* [WHAT THE EXERCISE ASKS] Under this line are the records; write out word for word the part that begins at the line containing "use serde_json::Value;" and ends at the line containing "pub fn write_raw_json(path: &Path, items: &[Value])", and no more.

* [DATA FOR REVIEW]
□ □ □

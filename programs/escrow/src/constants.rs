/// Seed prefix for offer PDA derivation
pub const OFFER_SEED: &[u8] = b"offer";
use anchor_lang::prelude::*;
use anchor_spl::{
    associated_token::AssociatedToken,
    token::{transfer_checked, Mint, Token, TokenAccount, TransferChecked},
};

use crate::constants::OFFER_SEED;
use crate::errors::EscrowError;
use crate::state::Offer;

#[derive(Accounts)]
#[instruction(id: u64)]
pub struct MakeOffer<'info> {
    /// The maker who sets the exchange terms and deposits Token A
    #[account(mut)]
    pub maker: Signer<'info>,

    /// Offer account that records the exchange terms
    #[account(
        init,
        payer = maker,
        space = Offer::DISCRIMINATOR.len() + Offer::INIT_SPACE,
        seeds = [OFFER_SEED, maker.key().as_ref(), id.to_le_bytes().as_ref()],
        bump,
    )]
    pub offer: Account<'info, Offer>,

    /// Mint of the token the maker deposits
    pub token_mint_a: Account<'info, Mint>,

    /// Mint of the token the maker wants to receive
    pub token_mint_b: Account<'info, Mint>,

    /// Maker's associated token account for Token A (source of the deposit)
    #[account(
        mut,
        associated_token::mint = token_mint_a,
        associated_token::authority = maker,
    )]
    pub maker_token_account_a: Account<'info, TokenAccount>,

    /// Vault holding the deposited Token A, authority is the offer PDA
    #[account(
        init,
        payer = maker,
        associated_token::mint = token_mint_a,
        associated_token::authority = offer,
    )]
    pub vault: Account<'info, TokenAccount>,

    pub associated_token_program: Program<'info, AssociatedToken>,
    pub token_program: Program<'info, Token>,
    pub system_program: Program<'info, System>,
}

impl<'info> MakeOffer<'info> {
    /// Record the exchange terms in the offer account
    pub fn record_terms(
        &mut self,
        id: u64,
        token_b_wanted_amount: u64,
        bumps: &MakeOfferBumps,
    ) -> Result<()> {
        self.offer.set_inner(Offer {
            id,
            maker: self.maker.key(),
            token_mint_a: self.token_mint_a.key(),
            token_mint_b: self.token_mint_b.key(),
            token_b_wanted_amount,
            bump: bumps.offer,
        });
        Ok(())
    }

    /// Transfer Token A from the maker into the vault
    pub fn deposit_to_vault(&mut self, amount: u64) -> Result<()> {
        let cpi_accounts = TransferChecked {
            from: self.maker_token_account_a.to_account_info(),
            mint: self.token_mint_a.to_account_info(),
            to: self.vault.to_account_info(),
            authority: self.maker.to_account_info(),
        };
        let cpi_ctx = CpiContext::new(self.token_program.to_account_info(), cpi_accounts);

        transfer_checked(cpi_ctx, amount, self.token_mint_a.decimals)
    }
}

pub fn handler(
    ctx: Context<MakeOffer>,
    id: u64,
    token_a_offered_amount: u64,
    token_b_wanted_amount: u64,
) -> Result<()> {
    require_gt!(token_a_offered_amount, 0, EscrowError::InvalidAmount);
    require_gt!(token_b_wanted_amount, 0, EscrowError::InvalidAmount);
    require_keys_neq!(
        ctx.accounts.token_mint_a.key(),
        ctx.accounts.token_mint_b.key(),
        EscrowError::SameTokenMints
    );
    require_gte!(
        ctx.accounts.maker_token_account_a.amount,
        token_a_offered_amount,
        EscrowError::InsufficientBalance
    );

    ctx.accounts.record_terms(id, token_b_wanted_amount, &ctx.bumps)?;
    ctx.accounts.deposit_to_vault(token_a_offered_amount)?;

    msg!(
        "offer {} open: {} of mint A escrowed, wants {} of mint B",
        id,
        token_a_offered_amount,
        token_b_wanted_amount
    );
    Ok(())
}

□ □ □

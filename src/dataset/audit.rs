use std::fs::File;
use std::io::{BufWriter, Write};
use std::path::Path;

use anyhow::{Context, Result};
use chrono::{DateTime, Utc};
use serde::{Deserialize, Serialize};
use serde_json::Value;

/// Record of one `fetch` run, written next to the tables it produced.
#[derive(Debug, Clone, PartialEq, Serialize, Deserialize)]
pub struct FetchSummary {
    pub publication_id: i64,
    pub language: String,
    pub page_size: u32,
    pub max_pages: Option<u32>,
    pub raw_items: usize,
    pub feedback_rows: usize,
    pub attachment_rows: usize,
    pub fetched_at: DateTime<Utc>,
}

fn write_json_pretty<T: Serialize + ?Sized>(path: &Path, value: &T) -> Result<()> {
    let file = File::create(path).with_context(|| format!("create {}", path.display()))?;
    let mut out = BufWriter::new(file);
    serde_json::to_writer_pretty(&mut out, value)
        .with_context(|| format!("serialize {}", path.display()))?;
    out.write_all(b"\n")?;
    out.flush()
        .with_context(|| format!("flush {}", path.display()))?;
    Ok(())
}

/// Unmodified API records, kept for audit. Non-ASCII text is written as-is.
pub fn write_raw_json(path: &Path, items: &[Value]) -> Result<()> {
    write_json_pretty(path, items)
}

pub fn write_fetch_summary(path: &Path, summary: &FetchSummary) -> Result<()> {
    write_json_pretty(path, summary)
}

□ □ □

* [SOLUTION TO THIS PROBLEM]
use serde_json::Value;

/// Record of one `fetch` run, written next to the tables it produced.
#[derive(Debug, Clone, PartialEq, Serialize, Deserialize)]
pub struct FetchSummary {
    pub publication_id: i64,
    pub language: String,
    pub page_size: u32,
    pub max_pages: Option<u32>,
    pub raw_items: usize,
    pub feedback_rows: usize,
    pub attachment_rows: usize,
    pub fetched_at: DateTime<Utc>,
}

fn write_json_pretty<T: Serialize + ?Sized>(path: &Path, value: &T) -> Result<()> {
    let file = File::create(path).with_context(|| format!("create {}", path.display()))?;
    let mut out = BufWriter::new(file);
    serde_json::to_writer_pretty(&mut out, value)
        .with_context(|| format!("serialize {}", path.display()))?;
    out.write_all(b"\n")?;
    out.flush()
        .with_context(|| format!("flush {}", path.display()))?;
    Ok(())
}

/// Unmodified API records, kept for audit. Non-ASCII text is written as-is.
pub fn write_raw_json(path: &Path, items: &[Value]) -> Result<()> {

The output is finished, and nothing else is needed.